───── Supplied records

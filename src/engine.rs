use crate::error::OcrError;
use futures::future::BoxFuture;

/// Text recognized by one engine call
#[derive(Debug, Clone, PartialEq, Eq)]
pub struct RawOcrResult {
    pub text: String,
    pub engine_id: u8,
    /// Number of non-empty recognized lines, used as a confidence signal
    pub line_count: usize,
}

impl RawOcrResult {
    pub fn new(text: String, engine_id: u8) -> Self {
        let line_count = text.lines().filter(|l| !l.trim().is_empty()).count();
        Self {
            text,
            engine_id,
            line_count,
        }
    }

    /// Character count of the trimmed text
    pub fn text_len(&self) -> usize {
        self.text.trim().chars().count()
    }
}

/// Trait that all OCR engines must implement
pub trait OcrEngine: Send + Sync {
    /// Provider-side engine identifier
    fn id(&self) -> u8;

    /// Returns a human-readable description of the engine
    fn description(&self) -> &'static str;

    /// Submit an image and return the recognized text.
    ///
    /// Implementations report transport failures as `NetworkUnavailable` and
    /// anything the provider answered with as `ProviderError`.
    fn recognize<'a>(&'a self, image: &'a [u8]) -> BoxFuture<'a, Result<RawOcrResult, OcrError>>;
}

──────────

Aim of the exercise:
Each line above that contains the word "description" should be returned.

Task answer:
    /// Returns a human-readable description of the engine
    fn description(&self) -> &'static str;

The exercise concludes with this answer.